Естественно, исследователи уцепились за легенду о Муре как нравственном чудовище — и посильно эту легенду раздувают. Между тем его письма, недавно изданные, в этом представлении отнюдь не укрепляют. Возникает образ вполне корректного юноши: интересуется литературой, ходит на концерты, сдержан и по-джентльменски замкнут, очень неглуп, разбирается и в книгах, и в людях; при этом полон самого что ни на есть юношеского идеализма: собираясь в военкомат, на призывную комиссию, приоделся, как на торжество.
Сохранились не только письма Георгия, но и его дневники по приезде в СССР. Там тоже нет «мамы», но есть «мамаша»: очень «не парижское» слово, даже не из грубо простонародного, а «мещанского» лексического пласта. Эта «мамаша» — знак стесненности чувств, боязни их продемонстрировать. «Как мальчишкой боишься фальши». То есть, если идти до конца, — этих чувств и не было. Он не видел Цветаеву матерью. Она и не была ему матерью.
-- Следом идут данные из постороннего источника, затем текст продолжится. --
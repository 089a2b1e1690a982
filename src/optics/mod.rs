//! Sequential optical systems.
//!
//! An [`OpticalSystem`] is the ordered list of surfaces a ray crosses, each
//! tagged with the refractive index of the medium the ray enters, preceded by
//! the index of the medium the ray starts in. Systems are assembled from an
//! eye model in [`assemble`], traced in [`trace`], and can be extended with
//! corrective lenses from [`lens`].

use serde::{Deserialize, Serialize};

use crate::quadric::{BoundingBox, Quadric, Side};

pub mod assemble;
pub mod lens;
pub mod trace;

pub use assemble::{assemble, spectacle_system, Medium, OpticalPath};
pub use lens::LensDescriptor;
pub use trace::{trace, trace_with_path, RayPath, TraceError};

/// Number of scalars in a raw surface row: 10 quadric coefficients, side,
/// 6 bounding-box bounds, mandatory flag and refractive index.
pub const SURFACE_ROW_LEN: usize = 19;

#[derive(thiserror::Error, Debug)]
pub enum OpticsError {
    #[error("Invalid parameters: {0}")]
    InvalidParams(String),
    #[error("Invalid lens descriptor: {0}")]
    InvalidLensDescriptor(String),
    #[error("Degenerate bounds: {0}")]
    DegenerateBounds(String),
    #[error("Failed to parse YAML: {0}")]
    YamlError(String),
    #[error("IO Error: {0}")]
    IOError(String),
    #[error("CSV Error: {0}")]
    CsvError(String),
    #[error("JSON Error: {0}")]
    JsonError(String),
}

impl From<std::io::Error> for OpticsError {
    fn from(err: std::io::Error) -> Self {
        OpticsError::IOError(err.to_string())
    }
}

impl From<serde_yaml::Error> for OpticsError {
    fn from(err: serde_yaml::Error) -> Self {
        OpticsError::YamlError(err.to_string())
    }
}

impl From<csv::Error> for OpticsError {
    fn from(err: csv::Error) -> Self {
        OpticsError::CsvError(err.to_string())
    }
}

impl From<serde_json::Error> for OpticsError {
    fn from(err: serde_json::Error) -> Self {
        OpticsError::JsonError(err.to_string())
    }
}

/// What happens to a ray at a surface.
#[derive(Debug, Clone, Copy, PartialEq, Eq, Serialize, Deserialize)]
#[serde(rename_all = "snake_case")]
pub enum Interaction {
    Refract,
    Reflect,
}

/// One surface of a sequential system.
#[derive(Debug, Clone, PartialEq, Serialize, Deserialize)]
pub struct SurfaceRecord {
    pub label: String,
    pub quadric: Quadric,
    pub side: Side,
    pub bounding_box: BoundingBox,
    /// A miss on a mandatory surface invalidates the trace; optional surfaces
    /// are skipped when missed.
    pub mandatory: bool,
    /// Index of the medium the ray travels in after this surface.
    pub refractive_index: f64,
    pub interaction: Interaction,
}

impl SurfaceRecord {
    pub fn refracting(
        label: impl Into<String>,
        quadric: Quadric,
        side: Side,
        bounding_box: BoundingBox,
        mandatory: bool,
        refractive_index: f64,
    ) -> Self {
        SurfaceRecord {
            label: label.into(),
            quadric,
            side,
            bounding_box,
            mandatory,
            refractive_index,
            interaction: Interaction::Refract,
        }
    }

    /// Parses a flat row `[A..K, side, x_min, x_max, y_min, y_max, z_min,
    /// z_max, mandatory, index]`. A negative index marks a reflecting surface
    /// whose medium has the absolute value of that index.
    pub fn from_row(label: impl Into<String>, row: &[f64]) -> Result<Self, OpticsError> {
        if row.len() != SURFACE_ROW_LEN {
            return Err(OpticsError::InvalidParams(format!(
                "surface row must have {SURFACE_ROW_LEN} values, got {}",
                row.len()
            )));
        }
        let mut coefficients = [0.0; 10];
        coefficients.copy_from_slice(&row[..10]);
        let side = if row[10] == 1.0 {
            Side::Positive
        } else if row[10] == -1.0 {
            Side::Negative
        } else {
            return Err(OpticsError::InvalidParams(format!(
                "side must be -1 or 1, got {}",
                row[10]
            )));
        };
        let mut bounds = [0.0; 6];
        bounds.copy_from_slice(&row[11..17]);
        let index = row[18];
        let (refractive_index, interaction) = if index < 0.0 {
            (-index, Interaction::Reflect)
        } else {
            (index, Interaction::Refract)
        };

        let record = SurfaceRecord {
            label: label.into(),
            quadric: Quadric::new(coefficients),
            side,
            bounding_box: BoundingBox::from_bounds(bounds),
            mandatory: row[17] != 0.0,
            refractive_index,
            interaction,
        };
        record.validate()?;
        Ok(record)
    }

    /// Inverse of [`SurfaceRecord::from_row`].
    pub fn to_row(&self) -> [f64; SURFACE_ROW_LEN] {
        let mut row = [0.0; SURFACE_ROW_LEN];
        row[..10].copy_from_slice(self.quadric.coefficients());
        row[10] = self.side.sign();
        row[11..17].copy_from_slice(&self.bounding_box.to_bounds());
        row[17] = if self.mandatory { 1.0 } else { 0.0 };
        row[18] = match self.interaction {
            Interaction::Refract => self.refractive_index,
            Interaction::Reflect => -self.refractive_index,
        };
        row
    }

    pub fn validate(&self) -> Result<(), OpticsError> {
        if !self.quadric.is_finite() {
            return Err(OpticsError::InvalidParams(format!(
                "surface '{}' has non-finite coefficients",
                self.label
            )));
        }
        if !self.bounding_box.is_valid() {
            return Err(OpticsError::InvalidParams(format!(
                "surface '{}' has an inverted bounding box",
                self.label
            )));
        }
        validate_index(self.refractive_index, &self.label)
    }
}

fn validate_index(index: f64, label: &str) -> Result<(), OpticsError> {
    if !index.is_finite() || index <= 0.0 {
        return Err(OpticsError::InvalidParams(format!(
            "refractive index for '{label}' must be positive and finite, got {index}"
        )));
    }
    Ok(())
}

/// Ordered surfaces plus the index of the medium the ray starts in.
///
/// Immutable once built; reverse with [`OpticalSystem::reversed`].
#[derive(Debug, Clone, PartialEq, Serialize, Deserialize)]
pub struct OpticalSystem {
    initial_index: f64,
    surfaces: Vec<SurfaceRecord>,
}

impl OpticalSystem {
    pub fn new(initial_index: f64, surfaces: Vec<SurfaceRecord>) -> Result<Self, OpticsError> {
        validate_index(initial_index, "initial medium")?;
        for surface in &surfaces {
            surface.validate()?;
        }
        Ok(OpticalSystem {
            initial_index,
            surfaces,
        })
    }

    /// Builds a system from raw rows; see [`SurfaceRecord::from_row`].
    /// Surfaces are labelled by position.
    pub fn from_rows(initial_index: f64, rows: &[Vec<f64>]) -> Result<Self, OpticsError> {
        let surfaces = rows
            .iter()
            .enumerate()
            .map(|(i, row)| SurfaceRecord::from_row(format!("surface {i}"), row))
            .collect::<Result<Vec<_>, _>>()?;
        OpticalSystem::new(initial_index, surfaces)
    }

    pub fn initial_index(&self) -> f64 {
        self.initial_index
    }

    /// Index of the medium after the last surface.
    pub fn final_index(&self) -> f64 {
        self.surfaces
            .last()
            .map_or(self.initial_index, |s| s.refractive_index)
    }

    pub fn surfaces(&self) -> &[SurfaceRecord] {
        &self.surfaces
    }

    pub fn len(&self) -> usize {
        self.surfaces.len()
    }

    pub fn is_empty(&self) -> bool {
        self.surfaces.is_empty()
    }

    /// The same surfaces traversed in the opposite direction.
    ///
    /// `[n₀; (S₁, s₁, n₁); …; (S_k, s_k, n_k)]` becomes
    /// `[n_k; (S_k, −s_k, n_{k−1}); …; (S₁, −s₁, n₀)]`.
    pub fn reversed(&self) -> Self {
        let surfaces = self
            .surfaces
            .iter()
            .enumerate()
            .rev()
            .map(|(i, surface)| {
                let index_before = if i == 0 {
                    self.initial_index
                } else {
                    self.surfaces[i - 1].refractive_index
                };
                SurfaceRecord {
                    side: surface.side.flipped(),
                    refractive_index: index_before,
                    ..surface.clone()
                }
            })
            .collect();
        OpticalSystem {
            initial_index: self.final_index(),
            surfaces,
        }
    }

    /// Appends the surfaces of `other`. Its initial index is ignored, since
    /// the ray arrives in the medium after this system's last surface.
    pub fn concatenated(&self, other: &OpticalSystem) -> Self {
        let mut surfaces = self.surfaces.clone();
        surfaces.extend(other.surfaces.iter().cloned());
        OpticalSystem {
            initial_index: self.initial_index,
            surfaces,
        }
    }
}

#[cfg(test)]
mod tests {
    use super::*;
    use nalgebra::Vector3;

    fn system() -> OpticalSystem {
        let plane = Quadric::plane(&Vector3::new(0.0, 0.0, 1.0), 0.0);
        let sphere = Quadric::ellipsoid(&Vector3::new(5.0, 5.0, 5.0), &Vector3::new(0.0, 0.0, 10.0));
        OpticalSystem::new(
            1.0,
            vec![
                SurfaceRecord::refracting("a", plane, Side::Positive, BoundingBox::unbounded(), true, 1.5),
                SurfaceRecord::refracting("b", sphere, Side::Negative, BoundingBox::unbounded(), false, 1.2),
            ],
        )
        .unwrap()
    }

    #[test]
    fn test_reverse_shifts_indices() {
        let s = system();
        let r = s.reversed();
        assert_eq!(r.initial_index(), 1.2);
        assert_eq!(r.surfaces()[0].label, "b");
        assert_eq!(r.surfaces()[0].side, Side::Positive);
        assert_eq!(r.surfaces()[0].refractive_index, 1.5);
        assert_eq!(r.surfaces()[1].refractive_index, 1.0);
        assert!(!r.surfaces()[0].mandatory);
        assert_eq!(r.reversed(), s);
    }

    #[test]
    fn test_row_parsing() {
        let mut row = system().surfaces()[1].to_row().to_vec();
        let parsed = SurfaceRecord::from_row("b", &row).unwrap();
        assert_eq!(parsed, system().surfaces()[1]);

        row[18] = -1.336;
        let mirror = SurfaceRecord::from_row("mirror", &row).unwrap();
        assert_eq!(mirror.interaction, Interaction::Reflect);
        assert_eq!(mirror.refractive_index, 1.336);

        row[10] = 0.0;
        assert!(SurfaceRecord::from_row("bad", &row).is_err());
        assert!(SurfaceRecord::from_row("short", &row[..5]).is_err());
    }

    #[test]
    fn test_system_from_rows() {
        let rows: Vec<Vec<f64>> = system().surfaces().iter().map(|s| s.to_row().to_vec()).collect();
        let parsed = OpticalSystem::from_rows(1.0, &rows).unwrap();
        assert_eq!(parsed.len(), 2);
        assert_eq!(parsed.surfaces()[1].label, "surface 1");
        assert_eq!(parsed.final_index(), 1.2);
        assert!(OpticalSystem::from_rows(1.0, &[vec![0.0; 3]]).is_err());
    }

    #[test]
    fn test_rejects_invalid_index() {
        let mut record = system().surfaces()[0].clone();
        record.refractive_index = f64::NAN;
        assert!(OpticalSystem::new(1.0, vec![record]).is_err());
        assert!(OpticalSystem::new(0.0, vec![]).is_err());
    }
}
Вместо матери была — «мачеха»: Федра.
Реакция Георгия на мать была типичной реакцией ребенка, подвергаемого сексуальной эксплуатации, инцесту.
Нужно ли это доказывать? Это нужно
(Написав это, нашел у Зинаиды Шаховской: «Скажу даже, ни один из самых знаменитых писателей, русских или иностранных, в личном общении не вызывал во мне такого трепета, а иногда и священного ужаса…»)
Я понимаю, что требуются доказательства. Их сколько угодно, и больше всего — в стихах. Книга «После России» переполнена инцестуозными мотивами — и ожиданием некоего Моисея в тростниках. А нам говорят про какого-то «Бахраха». Просто вдруг в этом, надо полагать, ничего не подозревавшем человеке, она усмотрела то самое «дитя», о котором пишет в цикле «Час души»:
Мур был обречен до рождения. Еще в цикле «Георгий» 22-го года: «Ты больше, чем Царь мой, Ты больше, чем сын мой!» Или прочтите следующее — в записях «О любви»:
«Я, о романе, который хотела бы написать: „Понимаете, в сыне я люблю отца, в отце — сына. Если Бог пошлет мне веку, я непременно это напишу“.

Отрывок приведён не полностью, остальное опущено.